Dying From or With COPD

Divo and coworkers2 have shown that COPD patients develop specific comorbidities that independently increase the risk of death, particularly coronary artery disease and lung cancer, which are the big mortality drivers in milder stages of COPD. This should direct health care providers to search for these diseases and manage them appropriately. The implementation of CT screening for lung cancer is one such measure that helps increase resectable tumor detection.3 As the severity of airflow limitation increases, the causes of death shift toward more respiratory causes, including pneumonia and respiratory insufficiency. In these patients, evaluation of lung function with lung volumes, functional capacity with the 6min walk distance, oximetry and/or arterial blood gases can help detect individuals who may benefit from pulmonary rehabilitation, supplemental oxygen or non-invasive mechanical ventilation.

Exacerbation or the “Chest Attack”

Exacerbations or “Chest Attacks” are crucial events in the natural course of COPD. Although they can occur at any severity stage, their impact increases as patients develop more severe airflow limitation.

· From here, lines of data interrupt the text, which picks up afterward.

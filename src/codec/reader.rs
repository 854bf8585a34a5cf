use byteorder::{ByteOrder, LittleEndian};

use crate::error::{Error, Result, Stage};

/// Little-endian cursor over a borrowed byte stream.
///
/// Every read that runs past the end reports [`Error::StreamTruncated`]
/// tagged with the stage the reader was created for.
pub struct BinaryReader<'a> {
    data: &'a [u8],
    pos: usize,
    stage: Stage,
}

impl<'a> BinaryReader<'a> {
    pub fn new(data: &'a [u8], stage: Stage) -> Self {
        Self { data, pos: 0, stage }
    }

    pub fn remaining(&self) -> usize {
        self.data.len().saturating_sub(self.pos)
    }

    pub fn position(&self) -> usize {
        self.pos
    }

    pub fn is_empty(&self) -> bool {
        self.remaining() == 0
    }

    /// Fail up front if fewer than `n` bytes remain.
    pub fn require(&self, n: usize) -> Result<()> {
        if self.remaining() < n {
            return Err(Error::StreamTruncated {
                stage: self.stage,
                need: n,
                have: self.remaining(),
            });
        }
        Ok(())
    }

    pub fn read_bytes(&mut self, n: usize) -> Result<&'a [u8]> {
        self.require(n)?;
        let slice = &self.data[self.pos..self.pos + n];
        self.pos += n;
        Ok(slice)
    }

    pub fn read_u8(&mut self) -> Result<u8> {
        self.require(1)?;
        let v = self.data[self.pos];
        self.pos += 1;
        Ok(v)
    }

    pub fn read_u16_le(&mut self) -> Result<u16> {
        Ok(LittleEndian::read_u16(self.read_bytes(2)?))
    }

    pub fn read_u32_le(&mut self) -> Result<u32> {
        Ok(LittleEndian::read_u32(self.read_bytes(4)?))
    }

    pub fn read_remaining(&mut self) -> &'a [u8] {
        let slice = &self.data[self.pos..];
        self.pos = self.data.len();
        slice
    }
}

Soler-Cataluna et al.4 first described the relationship between the presence and frequency of exacerbations with mortality. We now know that the first event increases the tempo and severity of subsequent events that impact on patient's outcomes. This was shown by Cote and co-workers5 who followed 205 patients over 2 years and observed that the BODE index (a surrogate marker of increased mortality risk) in patients who exacerbated, increased after the attacks and did not return to normal during the observation period. This was confirmed by Kunisaki et al. in a trial of over 16 thousand patients.6 The authors found that the hazard ratio (HR) for cardiovascular events was increased, particularly in the first 30 days after the attack (HR, 3.8; 95% CI, 2.7–5.5). The 30-day HR after a hospitalization for the episode was more than twofold greater (HR, 9.9; 95% CI, 6.6–14.9). The numbers of cardiovascular events occurring after the exacerbations suggests some vascular dysfunction leading to myocardial infarction, stroke and pulmonary embolism. It is clear that prevention of exacerbations is an important goal of therapy, if we are to decrease mortality in COPD. It may not be wise to wait for exacerbations to occur in order to begin prevention. In an analogy to coronary artery disease, it makes no sense to wait for the first heart attack before starting therapy for the disease. In this context, every effort has to be made to help patients stop smoking, institute appropriate vaccinations and maintain a healthy exercise program because all of these decrease exacerbations risk.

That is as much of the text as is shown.